"On n'est pas dans le futurisme, mais dans un drame bourgeois ou un thriller atmosphérique"
« Frank Smith écrit. Et dessine aussi. Julien Serve dessine. Et écrit aussi. Tous deux sont constamment inspirés par le monde, par ce qui s'écrit en continu sur lui, par l'information.
Pour parler est né de leur rencontre.
Frank Smith a écrit 115 sonnets. Il voulait s'attaquer à cette forme, une forme fixée, très précise, et la revisiter, la déconstruire, la détourner. Se contraindre soi-même. Voir comment il pouvait faire des « anti-sonnets », sans rimes, sans la dimension lyrique, sans faire appel aux sentiments, mais en creusant des questions dans cette forme très fixée, très précise : qu'est-ce que c'est que parler, comment peut-on dire ? Dans ce recueil, le vent du lyrisme classique est remplacé par une tempête de questionnements ; l'expression d'un moi tourmenté par la révélation que la pensée n'existe qu'à travers les mots ; l'effusion par la grammaire, la sublimation des sentiments par une opération chimique pratiquée au cutter sur les brèches et les failles ; la musique par la simplification et Schubert par Feldman.
Julien Serve se découvre fasciné par « la capacité de Frank Smith à se saisir d'une réalité au travers du vocabulaire, du langage qu'elle produit.
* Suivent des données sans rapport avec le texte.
//! Anti-bot relay request construction
//!
//! Each provider exposes the same idea (fetch this URL for me) behind a
//! different query shape. The target URL is always percent-encoded by
//! `Url::parse_with_params`.

use std::fmt;
use std::str::FromStr;
use url::Url;

use crate::infrastructure::config::RelayConfig;
use crate::infrastructure::errors::ScrapeError;

const SCRAPERAPI_ENDPOINT: &str = "http://api.scraperapi.com/";
const ZYTE_ENDPOINT: &str = "https://api.zyte.com/v1/extract";
const BRIGHTDATA_ENDPOINT: &str = "https://api.brightdata.com/request";
const BRIGHTDATA_ZONE: &str = "web_unlocker";

#[derive(Debug, Clone, Copy, PartialEq, Eq)]
pub enum RelayProvider {
    /// Generic relay: key and flags in the query string
    ScraperApi,
    /// Extract-style API
    Zyte,
    /// Proxy-zone API; the key travels as a bearer token
    BrightData,
}

impl FromStr for RelayProvider {
    type Err = ScrapeError;

    fn from_str(s: &str) -> Result<Self, Self::Err> {
        match s.trim().to_ascii_lowercase().as_str() {
            "scraperapi" => Ok(Self::ScraperApi),
            "zyte" => Ok(Self::Zyte),
            "brightdata" => Ok(Self::BrightData),
            _ => Err(ScrapeError::UnknownRelayProvider(s.to_string())),
        }
    }
}

impl fmt::Display for RelayProvider {
    fn fmt(&self, f: &mut fmt::Formatter<'_>) -> fmt::Result {
        f.write_str(match self {
            Self::ScraperApi => "scraperapi",
            Self::Zyte => "zyte",
            Self::BrightData => "brightdata",
        })
    }
}

/// A rewritten request: where to send it and an optional bearer credential.
#[derive(Debug, Clone, PartialEq, Eq)]
pub struct RelayRequest {
    pub url: String,
    pub bearer_token: Option<String>,
}

/// Validated relay settings, read-only after construction.
#[derive(Debug, Clone)]
pub struct Relay {
    provider: RelayProvider,
    api_key: String,
    render_js: bool,
    country_code: Option<String>,
    premium_proxy: bool,
}

impl Relay {
    /// Returns `None` when the relay is disabled or has no key.
    pub fn from_config(config: &RelayConfig) -> Result<Option<Self>, ScrapeError> {
        if !config.is_active() {
            return Ok(None);
        }
        let provider = config.provider.parse()?;
        Ok(Some(Self {
            provider,
            api_key: config.api_key.clone().unwrap_or_default().trim().to_string(),
            render_js: config.render_js,
            country_code: config.country_code.clone().filter(|c| !c.trim().is_empty()),
            premium_proxy: config.premium_proxy,
        }))
    }

    pub fn provider(&self) -> RelayProvider {
        self.provider
    }

    /// Rewrite `target` into the provider-specific request.
    pub fn rewrite(&self, target: &str) -> Result<RelayRequest, ScrapeError> {
        let (endpoint, params, bearer) = match self.provider {
            RelayProvider::ScraperApi => {
                let mut params = vec![
                    ("api_key", self.api_key.clone()),
                    ("url", target.to_string()),
                    ("keep_headers", "true".to_string()),
                ];
                if self.render_js {
                    params.push(("render", "true".to_string()));
                }
                if let Some(country) = &self.country_code {
                    params.push(("country_code", country.clone()));
                }
                if self.premium_proxy {
                    params.push(("premium", "true".to_string()));
                }
                (SCRAPERAPI_ENDPOINT, params, None)
            }
            RelayProvider::Zyte => (
                ZYTE_ENDPOINT,
                vec![
                    ("apikey", self.api_key.clone()),
                    ("url", target.to_string()),
                    ("render_js", self.render_js.to_string()),
                ],
                None,
            ),
            RelayProvider::BrightData => (
                BRIGHTDATA_ENDPOINT,
                vec![
                    ("url", target.to_string()),
                    ("zone", BRIGHTDATA_ZONE.to_string()),
                ],
                Some(self.api_key.clone()),
            ),
        };

        let url = Url::parse_with_params(endpoint, &params).map_err(|e| ScrapeError::InvalidUrl {
            url: endpoint.to_string(),
            reason: e.to_string(),
        })?;

        Ok(RelayRequest {
            url: url.to_string(),
            bearer_token: bearer,
        })
    }
}

#[cfg(test)]
mod tests {
    use super::*;

    fn config(provider: &str) -> RelayConfig {
        RelayConfig {
            enabled: true,
            provider: provider.to_string(),
            api_key: Some("KEY".to_string()),
            render_js: true,
            country_code: Some("de".to_string()),
            premium_proxy: true,
            timeout_seconds: 60,
        }
    }

    const TARGET: &str = "https://www.amazon.com/product-reviews/B0ABCDEFGH?pageNumber=2&sortBy=recent";

    #[test]
    fn test_disabled_relay_is_none() {
        let mut cfg = config("scraperapi");
        cfg.enabled = false;
        assert!(Relay::from_config(&cfg).unwrap().is_none());

        let mut cfg = config("scraperapi");
        cfg.api_key = Some("  ".into());
        assert!(Relay::from_config(&cfg).unwrap().is_none());
    }

    #[test]
    fn test_scraperapi_request_shape() {
        let relay = Relay::from_config(&config("ScraperAPI")).unwrap().unwrap();
        let request = relay.rewrite(TARGET).unwrap();
        assert!(request.bearer_token.is_none());

        let url = Url::parse(&request.url).unwrap();
        assert_eq!(url.host_str(), Some("api.scraperapi.com"));
        let pairs: Vec<(String, String)> = url.query_pairs().into_owned().collect();
        assert_eq!(pairs[0], ("api_key".into(), "KEY".into()));
        assert_eq!(pairs[1], ("url".into(), TARGET.into()));
        assert!(pairs.contains(&("render".into(), "true".into())));
        assert!(pairs.contains(&("country_code".into(), "de".into())));
        assert!(pairs.contains(&("premium".into(), "true".into())));
        // the embedded target's own query must not leak into the relay query
        assert!(!pairs.iter().any(|(k, _)| k == "pageNumber"));
    }

    #[test]
    fn test_zyte_request_shape() {
        let mut cfg = config("zyte");
        cfg.render_js = false;
        let request = Relay::from_config(&cfg).unwrap().unwrap().rewrite(TARGET).unwrap();
        let url = Url::parse(&request.url).unwrap();
        assert_eq!(url.path(), "/v1/extract");
        let pairs: Vec<(String, String)> = url.query_pairs().into_owned().collect();
        assert!(pairs.contains(&("apikey".into(), "KEY".into())));
        assert!(pairs.contains(&("render_js".into(), "false".into())));
    }

    #[test]
    fn test_brightdata_uses_bearer_token() {
        let request = Relay::from_config(&config("brightdata")).unwrap().unwrap().rewrite(TARGET).unwrap();
        assert_eq!(request.bearer_token.as_deref(), Some("KEY"));
        assert!(request.url.contains("zone=web_unlocker"));
        assert!(!request.url.contains("KEY"));
    }

    #[test]
    fn test_unknown_provider_is_configuration_error() {
        assert!(matches!(
            Relay::from_config(&config("oxylabs")),
            Err(ScrapeError::UnknownRelayProvider(_))
        ));
    }
}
La rejouer, l'amener à un point de lisibilité plus pertinent, plus sensible. J'ai eu envie de lui voler ses écrits. Mais je me suis fais attraper. » Et Julien Serve se met à dessiner, « sur » les sonnets, ou plutôt autour. Plutôt que de parler des sonnets, il dessine. Et pour Serve, la main produit de la pensée. Sa pensée est dans le geste. L'écriture comme le dessin lui semblent des exercices d'équilibriste au dessus du vide.
Mais ce qui lie peut-être le plus intimement Julien Serve et Frank Smith, c'est que tous deux, qui par le dessin, qui par les mots, cherchent à reformuler une réalité non admissible.
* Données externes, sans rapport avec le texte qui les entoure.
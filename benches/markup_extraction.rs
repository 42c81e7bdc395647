//! Extraction throughput for both marketplaces on synthetic pages
//!
//! Covers the structured strategy, the markup fallback and product metadata.

use criterion::{Criterion, black_box, criterion_group, criterion_main};
use std::fmt::Write;

use review_harvest_lib::infrastructure::config::SourceSettings;
use review_harvest_lib::infrastructure::scrapers::ReviewSource;
use review_harvest_lib::infrastructure::scrapers::aliexpress::AliExpressSource;
use review_harvest_lib::infrastructure::scrapers::amazon::AmazonSource;
use review_harvest_lib::{ParsedProductInfo, SourceKind};

fn amazon_review_page(cards: usize) -> String {
    let mut html = String::from(r#"<html><body><div data-hook="cr-filter-info-review-rating-count">1,204 global ratings</div>"#);
    for i in 0..cards {
        let rating = i % 5 + 1;
        let _ = write!(
            html,
            r#"<div id="R{i}" data-hook="review">
                <span class="a-profile-name">Reviewer {i}</span>
                <i data-hook="review-star-rating" class="a-icon a-star-{rating}"><span class="a-icon-alt">{rating}.0 out of 5 stars</span></i>
                <a data-hook="review-title"><span>Works as described {i}</span></a>
                <span data-hook="review-date">Reviewed in the United States on January 5, 2024</span>
                <span data-hook="review-body"><span>{body}</span></span>
                <img data-hook="review-image-tile" src="https://m.media-amazon.com/images/I/img{i}._SY88_.jpg">
            </div>"#,
            body = "Solid build quality and quick delivery. ".repeat(8)
        );
    }
    html.push_str(r#"<ul class="a-pagination"><li class="a-last"><a href="?pageNumber=2">Next</a></li></ul></body></html>"#);
    html
}

fn aliexpress_api_page(items: usize) -> String {
    let reviews: Vec<serde_json::Value> = (0..items)
        .map(|i| {
            serde_json::json!({
                "evaluationId": 9_000_000 + i,
                "buyerName": "A***r",
                "buyerEval": 20 * (i % 5 + 1),
                "buyerFeedback": "Arrived quickly, matches the pictures.",
                "evalDate": "12 Feb 2024",
                "images": ["//ae01.alicdn.com/kf/S1.jpg_220x220.jpg_.webp"],
            })
        })
        .collect();
    serde_json::json!({
        "data": { "productReviewList": reviews, "currentPage": 1, "totalPage": 40, "totalNum": 400 }
    })
    .to_string()
}

fn amazon_product_page() -> String {
    r#"<html><head><script type="application/ld+json">{"@type": "Product", "name": "Bench Widget",
        "offers": {"price": "19.99"}, "aggregateRating": {"ratingValue": 4.4, "reviewCount": 812}}</script></head>
        <body><span id="productTitle">Bench Widget</span><img id="landingImage" src="https://m.media-amazon.com/images/I/w.jpg"></body></html>"#
        .to_string()
}

fn extraction_benchmarks(c: &mut Criterion) {
    let amazon = AmazonSource::new(SourceSettings::amazon()).expect("default amazon settings");
    let aliexpress = AliExpressSource::new(SourceSettings::aliexpress()).expect("default aliexpress settings");

    let review_page = amazon_review_page(10);
    let api_page = aliexpress_api_page(20);
    let product_page = amazon_product_page();

    c.bench_function("amazon markup review page (10 cards)", |b| {
        b.iter(|| black_box(amazon.extract_markup(black_box(&review_page))));
    });

    c.bench_function("aliexpress feedback api page (20 items)", |b| {
        b.iter(|| black_box(aliexpress.extract_structured(black_box(&api_page))));
    });

    c.bench_function("amazon product metadata", |b| {
        b.iter(|| {
            let info = ParsedProductInfo::identified(SourceKind::Amazon, "B000000001", "https://www.amazon.com/dp/B000000001");
            black_box(amazon.extract_product(black_box(&product_page), info))
        });
    });
}

criterion_group!(benches, extraction_benchmarks);
criterion_main!(benches);
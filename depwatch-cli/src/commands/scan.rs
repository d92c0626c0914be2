//! `depwatch scan` command handler

use std::path::PathBuf;
use std::sync::Arc;

use tracing::info;

use depwatch_core::types::{OutputMode, ScanKind};
use depwatch_engine::{ExtractOptions, ScanTask, ScopeFilter};

use crate::cli::ScanArgs;
use crate::commands::{AppContext, execute_task, resolve_target};
use crate::error::CliError;
use crate::output::OutputWriter;

/// Execute the `scan` command.
pub async fn execute(
    args: ScanArgs,
    app: &AppContext,
    writer: &OutputWriter,
) -> Result<(), CliError> {
    let (task, note) = build_task(&args)?;
    if let Some(note) = note {
        writer.note(&note);
    }

    let settings = app.engine_settings()?;
    let client = Arc::new(app.api_client()?);
    info!(path = %task.target_path().display(), "starting source scan");

    let task = execute_task(client, settings, task).await?;
    writer.render(&task.report())
}

/// Build the scan task from the arguments.
///
/// A file target scans its containing directory; the returned note says so.
pub fn build_task(args: &ScanArgs) -> Result<(ScanTask, Option<String>), CliError> {
    let (dir, note) = scan_directory(&args.path)?;

    let mut options = ExtractOptions {
        maven_scopes: args.scope.parse::<ScopeFilter>()?,
        ..ExtractOptions::default()
    };
    if let Some(projects) = &args.gradle_projects {
        options = options.with_gradle_projects(projects);
    }

    let task = ScanTask::builder(dir, ScanKind::Source)
        .output_mode(OutputMode::from_json_flag(args.json))
        .project_id(args.project_id.clone())
        .project_name(args.project_name.clone())
        .deep_scan(args.deep)
        .skip_git(args.skip_git)
        .extract_options(options)
        .build()?;
    Ok((task, note))
}

fn scan_directory(path: &std::path::Path) -> Result<(PathBuf, Option<String>), CliError> {
    let resolved = resolve_target(path)?;
    if resolved.is_dir() {
        return Ok((resolved, None));
    }
    let parent = resolved
        .parent()
        .map(|p| p.to_path_buf())
        .ok_or_else(|| CliError::Path {
            path: resolved.display().to_string(),
            reason: "file has no parent directory".to_owned(),
        })?;
    let note = format!(
        "{} is a file, scanning its directory {}",
        resolved.display(),
        parent.display()
    );
    Ok((parent, Some(note)))
}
« Je ne voulais pas, écrit Julien Serve, illustrer les sonnets de Frank Smith. Je voulais être en immersion totale. Me perdre dans leurs structures éclatées. Perdre le sonnet. Que les sonnets se lisent sans discontinuer me permettaient de perdre prise. L'imprévu devenait alors envisageable. Je me suis donc contraint à ce dispositif avec des règles simples et strictes : 24 heures de dessins en direct à la lecture d'une voix numérique. » Le nombre de dessins est le résultat de la durée du dispositif mis en place ; il n'y a pas de dessin A pour un sonnet A, ni de nombre de dessins par sonnets.
Pour le livre, il y a lieu d'inventer une nouvelle forme. Les sonnets et les dessins, les dessins et les sonnets, oui, mais comment ? Il s'agira d'injecter les dessins dans les sonnets, de fondre textes et images pour échapper à la formule texte/illustration et créer la parfaite co-errance/cohérence que nécessite tout travail en duo. » (Barbara Polla, écrivain-galeriste).
Par un habile et original façonnage, textes et dessins sont mêlés, feuille par feuille, dans une superposition transparente, formant des « collisions » et des fusions, qui incite à une lecture aléatoire et diverse, de gauche à droite, de droite à gauche, à l'endroit, à l'envers.